- Your assignment -
Collect each line of the entries that holds the string "push".

- Exercise data -

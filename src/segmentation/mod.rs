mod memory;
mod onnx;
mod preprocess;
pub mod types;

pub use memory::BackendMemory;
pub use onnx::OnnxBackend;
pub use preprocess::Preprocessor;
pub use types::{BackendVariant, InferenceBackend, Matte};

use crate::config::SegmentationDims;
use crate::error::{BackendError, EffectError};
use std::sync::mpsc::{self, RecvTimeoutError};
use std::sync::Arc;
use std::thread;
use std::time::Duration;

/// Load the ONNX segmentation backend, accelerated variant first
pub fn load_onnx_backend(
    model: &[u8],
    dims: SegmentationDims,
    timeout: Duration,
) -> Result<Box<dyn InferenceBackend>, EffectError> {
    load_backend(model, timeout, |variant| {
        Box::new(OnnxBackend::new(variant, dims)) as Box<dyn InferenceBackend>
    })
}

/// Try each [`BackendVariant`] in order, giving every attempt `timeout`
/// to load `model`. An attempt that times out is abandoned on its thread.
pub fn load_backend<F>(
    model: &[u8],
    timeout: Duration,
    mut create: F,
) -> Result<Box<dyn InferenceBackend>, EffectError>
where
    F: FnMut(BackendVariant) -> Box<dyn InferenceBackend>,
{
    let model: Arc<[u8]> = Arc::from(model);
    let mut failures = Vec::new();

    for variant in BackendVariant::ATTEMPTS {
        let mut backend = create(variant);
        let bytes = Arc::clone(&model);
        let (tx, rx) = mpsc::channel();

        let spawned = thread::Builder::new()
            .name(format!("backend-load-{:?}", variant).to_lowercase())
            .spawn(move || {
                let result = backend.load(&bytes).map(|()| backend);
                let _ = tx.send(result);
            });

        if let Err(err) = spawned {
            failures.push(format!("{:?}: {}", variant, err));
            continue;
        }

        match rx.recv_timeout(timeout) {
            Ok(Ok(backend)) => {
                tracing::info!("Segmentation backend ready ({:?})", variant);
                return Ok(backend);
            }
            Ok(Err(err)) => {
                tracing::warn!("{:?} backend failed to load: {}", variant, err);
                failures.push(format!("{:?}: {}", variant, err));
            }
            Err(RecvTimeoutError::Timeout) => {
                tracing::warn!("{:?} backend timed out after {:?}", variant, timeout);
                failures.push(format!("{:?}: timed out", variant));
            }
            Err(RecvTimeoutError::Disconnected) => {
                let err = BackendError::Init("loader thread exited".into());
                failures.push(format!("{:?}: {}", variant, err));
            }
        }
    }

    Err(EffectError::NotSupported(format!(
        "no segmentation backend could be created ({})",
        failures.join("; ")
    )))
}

...

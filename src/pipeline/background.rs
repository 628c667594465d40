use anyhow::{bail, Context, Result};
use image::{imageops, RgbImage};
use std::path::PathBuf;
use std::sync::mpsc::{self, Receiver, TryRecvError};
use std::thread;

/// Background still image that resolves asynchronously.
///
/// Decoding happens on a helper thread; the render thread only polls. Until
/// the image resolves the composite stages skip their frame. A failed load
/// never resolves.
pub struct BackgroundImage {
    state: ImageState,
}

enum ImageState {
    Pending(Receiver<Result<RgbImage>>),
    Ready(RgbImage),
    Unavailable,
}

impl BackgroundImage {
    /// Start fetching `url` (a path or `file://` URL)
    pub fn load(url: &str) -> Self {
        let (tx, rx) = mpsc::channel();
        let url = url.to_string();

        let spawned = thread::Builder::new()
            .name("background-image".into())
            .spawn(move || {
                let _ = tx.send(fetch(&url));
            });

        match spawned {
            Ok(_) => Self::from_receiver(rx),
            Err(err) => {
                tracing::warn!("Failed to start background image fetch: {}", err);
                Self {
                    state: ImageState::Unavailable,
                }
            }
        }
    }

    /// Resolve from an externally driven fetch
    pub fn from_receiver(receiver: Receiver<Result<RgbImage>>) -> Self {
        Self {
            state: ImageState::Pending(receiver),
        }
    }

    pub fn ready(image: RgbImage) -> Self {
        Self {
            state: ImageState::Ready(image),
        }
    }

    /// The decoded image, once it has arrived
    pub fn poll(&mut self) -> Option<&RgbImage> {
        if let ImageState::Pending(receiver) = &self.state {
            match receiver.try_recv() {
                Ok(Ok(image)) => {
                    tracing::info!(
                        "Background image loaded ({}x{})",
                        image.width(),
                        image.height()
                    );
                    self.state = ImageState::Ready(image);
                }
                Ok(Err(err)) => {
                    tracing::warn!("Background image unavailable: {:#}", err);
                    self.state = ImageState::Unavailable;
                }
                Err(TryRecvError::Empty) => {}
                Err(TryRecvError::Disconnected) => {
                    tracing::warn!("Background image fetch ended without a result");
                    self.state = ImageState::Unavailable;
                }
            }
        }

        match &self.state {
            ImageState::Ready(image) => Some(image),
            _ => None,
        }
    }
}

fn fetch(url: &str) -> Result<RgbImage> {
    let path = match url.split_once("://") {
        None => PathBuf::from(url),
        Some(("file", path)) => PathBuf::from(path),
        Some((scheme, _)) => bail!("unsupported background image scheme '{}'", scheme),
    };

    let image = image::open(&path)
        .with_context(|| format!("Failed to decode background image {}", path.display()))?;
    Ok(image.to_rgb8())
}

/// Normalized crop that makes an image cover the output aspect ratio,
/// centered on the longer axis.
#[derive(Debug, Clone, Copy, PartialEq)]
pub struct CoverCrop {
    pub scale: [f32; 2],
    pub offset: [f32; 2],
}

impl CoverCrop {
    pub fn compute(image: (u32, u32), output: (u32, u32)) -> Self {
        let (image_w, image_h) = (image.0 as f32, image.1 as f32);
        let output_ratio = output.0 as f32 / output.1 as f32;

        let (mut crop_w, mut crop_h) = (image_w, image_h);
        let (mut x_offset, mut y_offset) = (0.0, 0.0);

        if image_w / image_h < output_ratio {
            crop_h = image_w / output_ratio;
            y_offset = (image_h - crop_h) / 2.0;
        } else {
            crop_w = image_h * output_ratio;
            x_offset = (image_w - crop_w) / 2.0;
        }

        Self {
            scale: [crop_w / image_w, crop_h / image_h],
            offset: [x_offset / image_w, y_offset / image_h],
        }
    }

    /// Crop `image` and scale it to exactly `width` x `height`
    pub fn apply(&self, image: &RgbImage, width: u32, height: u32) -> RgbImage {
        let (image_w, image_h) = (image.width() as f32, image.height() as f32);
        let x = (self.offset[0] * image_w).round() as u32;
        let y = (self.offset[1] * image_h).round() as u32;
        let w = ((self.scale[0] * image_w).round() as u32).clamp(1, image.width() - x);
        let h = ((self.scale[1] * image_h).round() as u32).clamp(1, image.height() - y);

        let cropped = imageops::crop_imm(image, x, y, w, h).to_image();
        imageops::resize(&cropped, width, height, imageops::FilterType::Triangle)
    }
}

- Output of the exercise -
            failures.push(format!("{:?}: {}", variant, err));
                failures.push(format!("{:?}: {}", variant, err));
                failures.push(format!("{:?}: timed out", variant));
                failures.push(format!("{:?}: {}", variant, err));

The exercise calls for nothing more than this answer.